Molly left the apartment before she could change her mind, stepping over the bouquet of roses that now lay on the floor, the brown paper crinkled, the snow-colored petals littering the entryway.
It was cold outside, but the air felt fresh in her lungs. Molly had almost forgotten it was a Saturday night; despite the late hour, Driggs swarmed with barhopping twentysomethings, loud and drunk and oblivious to her pain. That was the thing Molly loved most about New York—the city never let you get too caught up in your own problems; it was always reminding you that there was something more, something bigger than yourself.

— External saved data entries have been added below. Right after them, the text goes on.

//! Explain registry for checks.
//!
//! Maps check IDs (and their forbidden reasons) to human-readable explanations
//! with remediation guidance.

use crate::ids;

/// Explanation entry for a check.
#[derive(Debug, Clone)]
pub struct Explanation {
    /// Short description of the check.
    pub title: &'static str,
    /// The forbidden reason the check reports.
    pub reason: &'static str,
    /// What the check does and why it exists.
    pub description: &'static str,
    /// How to fix violations.
    pub remediation: &'static str,
    /// Before/after manifest examples.
    pub examples: ExamplePair,
}

/// Before and after manifest examples.
#[derive(Debug, Clone)]
pub struct ExamplePair {
    /// Manifest that would be forbidden.
    pub before: &'static str,
    /// Manifest that passes the check.
    pub after: &'static str,
}

/// Look up an explanation by check ID or forbidden reason.
///
/// Returns `None` if the identifier is not recognized.
pub fn lookup_explanation(identifier: &str) -> Option<Explanation> {
    if let Some(found) = by_check_id(identifier) {
        return Some(found);
    }
    all_check_ids()
        .iter()
        .filter_map(|id| by_check_id(id))
        .find(|e| e.reason == identifier)
}

/// List all known check IDs, baseline checks first.
pub fn all_check_ids() -> &'static [&'static str] {
    &[
        ids::CHECK_PRIVILEGED,
        ids::CHECK_HOST_NAMESPACES,
        ids::CHECK_HOST_PORTS,
        ids::CHECK_HOST_PATH_VOLUMES,
        ids::CHECK_CAPABILITIES_BASELINE,
        ids::CHECK_RUN_AS_NON_ROOT,
        ids::CHECK_RUN_AS_USER,
        ids::CHECK_ALLOW_PRIVILEGE_ESCALATION,
        ids::CHECK_CAPABILITIES_RESTRICTED,
        ids::CHECK_SECCOMP_PROFILE_RESTRICTED,
        ids::CHECK_RESTRICTED_VOLUMES,
    ]
}

fn by_check_id(check_id: &str) -> Option<Explanation> {
    match check_id {
        ids::CHECK_PRIVILEGED => Some(explain_privileged()),
        ids::CHECK_HOST_NAMESPACES => Some(explain_host_namespaces()),
        ids::CHECK_HOST_PORTS => Some(explain_host_ports()),
        ids::CHECK_HOST_PATH_VOLUMES => Some(explain_host_path_volumes()),
        ids::CHECK_CAPABILITIES_BASELINE => Some(explain_capabilities_baseline()),
        ids::CHECK_RUN_AS_NON_ROOT => Some(explain_run_as_non_root()),
        ids::CHECK_RUN_AS_USER => Some(explain_run_as_user()),
        ids::CHECK_ALLOW_PRIVILEGE_ESCALATION => Some(explain_allow_privilege_escalation()),
        ids::CHECK_CAPABILITIES_RESTRICTED => Some(explain_capabilities_restricted()),
        ids::CHECK_SECCOMP_PROFILE_RESTRICTED => Some(explain_seccomp_profile_restricted()),
        ids::CHECK_RESTRICTED_VOLUMES => Some(explain_restricted_volumes()),
        _ => None,
    }
}

// --- Baseline ---

fn explain_privileged() -> Explanation {
    Explanation {
        title: "Privileged Containers",
        reason: ids::REASON_PRIVILEGED,
        description: "\
Privileged containers disable most isolation mechanisms and get access to all
host devices. A privileged container can trivially take over the node.",
        remediation: "\
Remove `securityContext.privileged`, or set it to `false`, on every container,
init container and ephemeral container.",
        examples: ExamplePair {
            before: r#"containers:
- name: app
  securityContext:
    privileged: true"#,
            after: r#"containers:
- name: app
  securityContext:
    privileged: false"#,
        },
    }
}

fn explain_host_namespaces() -> Explanation {
    Explanation {
        title: "Host Namespaces",
        reason: ids::REASON_HOST_NAMESPACES,
        description: "\
Sharing the host network, PID or IPC namespace lets the pod observe and
interfere with host processes and traffic.",
        remediation: "\
Remove `hostNetwork`, `hostPID` and `hostIPC` from the pod spec, or set them to
`false`.",
        examples: ExamplePair {
            before: r#"spec:
  hostNetwork: true
  hostPID: true"#,
            after: r#"spec:
  hostNetwork: false"#,
        },
    }
}

fn explain_host_ports() -> Explanation {
    Explanation {
        title: "Host Ports",
        reason: ids::REASON_HOST_PORT,
        description: "\
Binding container ports on the host bypasses network policy and ties the pod to
a specific node's port space.",
        remediation: "\
Remove `hostPort` from container ports, or set it to `0`. Expose workloads with
a Service instead.",
        examples: ExamplePair {
            before: r#"ports:
- containerPort: 8080
  hostPort: 8080"#,
            after: r#"ports:
- containerPort: 8080"#,
        },
    }
}

fn explain_host_path_volumes() -> Explanation {
    Explanation {
        title: "HostPath Volumes",
        reason: ids::REASON_HOST_PATH_VOLUMES,
        description: "\
HostPath volumes mount directories of the node's filesystem into the pod and
are a common container escape vector.",
        remediation: "\
Replace `hostPath` volumes with `emptyDir`, a persistent volume claim, or a
projected source.",
        examples: ExamplePair {
            before: r#"volumes:
- name: data
  hostPath:
    path: /var/lib/data"#,
            after: r#"volumes:
- name: data
  emptyDir: {}"#,
        },
    }
}

fn explain_capabilities_baseline() -> Explanation {
    Explanation {
        title: "Non-default Capabilities",
        reason: ids::REASON_NON_DEFAULT_CAPABILITIES,
        description: "\
Adding Linux capabilities beyond the container runtime's default set grants
privileges such as SYS_ADMIN or NET_ADMIN that enable host compromise.",
        remediation: "\
Only add capabilities from the default set (AUDIT_WRITE, CHOWN, DAC_OVERRIDE,
FOWNER, FSETID, KILL, MKNOD, NET_BIND_SERVICE, SETFCAP, SETGID, SETPCAP, SETUID,
SYS_CHROOT) in `securityContext.capabilities.add`.",
        examples: ExamplePair {
            before: r#"securityContext:
  capabilities:
    add: ["SYS_ADMIN"]"#,
            after: r#"securityContext:
  capabilities:
    add: ["NET_BIND_SERVICE"]"#,
        },
    }
}

// --- Restricted ---

fn explain_run_as_non_root() -> Explanation {
    Explanation {
        title: "Run As Non-Root",
        reason: ids::REASON_RUN_AS_NON_ROOT,
        description: "\
Containers must be required to run as a non-root user. The requirement can be
set once at the pod level, or on each container individually.",
        remediation: "\
Set `securityContext.runAsNonRoot: true` on the pod, or on every container that
does not inherit it. Never set it to `false`.",
        examples: ExamplePair {
            before: r#"spec:
  containers:
  - name: app"#,
            after: r#"spec:
  securityContext:
    runAsNonRoot: true
  containers:
  - name: app"#,
        },
    }
}

fn explain_run_as_user() -> Explanation {
    Explanation {
        title: "Run As User",
        reason: ids::REASON_RUN_AS_USER,
        description: "\
Containers must not explicitly run as UID 0, at the pod or container level.",
        remediation: "\
Set `runAsUser` to a non-zero UID, or leave it unset and rely on the image
user together with `runAsNonRoot: true`.",
        examples: ExamplePair {
            before: r#"securityContext:
  runAsUser: 0"#,
            after: r#"securityContext:
  runAsUser: 1000"#,
        },
    }
}

fn explain_allow_privilege_escalation() -> Explanation {
    Explanation {
        title: "Privilege Escalation",
        reason: ids::REASON_ALLOW_PRIVILEGE_ESCALATION,
        description: "\
Unless disabled, a process can gain more privileges than its parent, for
example through setuid binaries.",
        remediation: "\
Set `securityContext.allowPrivilegeEscalation: false` on every container.
Windows pods are exempt from v1.25.",
        examples: ExamplePair {
            before: r#"containers:
- name: app"#,
            after: r#"containers:
- name: app
  securityContext:
    allowPrivilegeEscalation: false"#,
        },
    }
}

fn explain_capabilities_restricted() -> Explanation {
    Explanation {
        title: "Unrestricted Capabilities",
        reason: ids::REASON_UNRESTRICTED_CAPABILITIES,
        description: "\
Containers must drop all capabilities and may only add back NET_BIND_SERVICE.",
        remediation: "\
Set `securityContext.capabilities.drop: [\"ALL\"]` on every container and only
list NET_BIND_SERVICE under `add`. Windows pods are exempt from v1.25.",
        examples: ExamplePair {
            before: r#"securityContext:
  capabilities:
    add: ["CHOWN"]"#,
            after: r#"securityContext:
  capabilities:
    drop: ["ALL"]
    add: ["NET_BIND_SERVICE"]"#,
        },
    }
}

fn explain_seccomp_profile_restricted() -> Explanation {
    Explanation {
        title: "Seccomp Profile",
        reason: ids::REASON_SECCOMP_PROFILE,
        description: "\
A seccomp profile must be set explicitly, and it must be `RuntimeDefault` or
`Localhost`. `Unconfined` is never allowed.",
        remediation: "\
Set `securityContext.seccompProfile.type: RuntimeDefault` on the pod, or on
every container. Windows pods are exempt from v1.25.",
        examples: ExamplePair {
            before: r#"securityContext:
  seccompProfile:
    type: Unconfined"#,
            after: r#"securityContext:
  seccompProfile:
    type: RuntimeDefault"#,
        },
    }
}

fn explain_restricted_volumes() -> Explanation {
    Explanation {
        title: "Restricted Volume Types",
        reason: ids::REASON_RESTRICTED_VOLUME_TYPES,
        description: "\
Only configMap, csi, downwardAPI, emptyDir, ephemeral, persistentVolumeClaim,
projected and secret volumes are allowed. This supersedes the baseline
hostPath check.",
        remediation: "\
Move data from in-tree or host volume sources to a persistent volume claim or
a CSI driver.",
        examples: ExamplePair {
            before: r#"volumes:
- name: data
  nfs:
    server: nfs.example.com
    path: /exports"#,
            after: r#"volumes:
- name: data
  persistentVolumeClaim:
    claimName: data"#,
        },
    }
}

A vacant taxi cruised down Driggs, and Molly stuck out her arm. She gave the cabbie Everly’s address.
Chapter Fourteen
Molly
June 2022
The last week of June, Sabrina invites Molly and Hunter over for dinner. Molly had been with Sabrina earlier that day—they’d gotten mani-pedis then lunch on the back patio at Gwen’s—and Sabrina had suggested it. I think we’re free Friday, if you are, she’d said. Let me double-check with hubby and I’ll text you.
Hunter is lounging on the couch watching ESPN, and Molly looks up from her phone. “Dinner at Sabrina’s on Friday, okay?”
“This Friday?” He takes a sip of his beer, eyes glued to the television. “As in, the day after tomorrow?”
“Yes.”
“My brother and Tara are coming down this weekend.”
“So? They live an hour away. They come down all the time.”
“So they’ll want to have dinner.”
“Well, you didn’t mention that until now. Can’t we just see them on Saturday?”
“Moll.” Hunter places his glass on the coffee table. He wraps his arms around her hips and pulls her down on the couch. “Why are you so worked up about this?”
“I’m not worked up.” She fidgets in his grasp. She hates when he tells her she’s worked up, even when he’s sort of right.
“Okay, but why the urgency about Friday? You’ve seen Sabrina practically every other day since the two of you met.”
Molly sighs. She has seen lots of Sabrina lately—they go for coffee, and walks, and Sabrina comes to nearly every Sunday yoga class—but an invitation to dinner at her house feels different. More formal. Plus, Molly has been curious about Sabrina’s husband, a workaholic who hardly comes up for air. She explains as much to Hunter.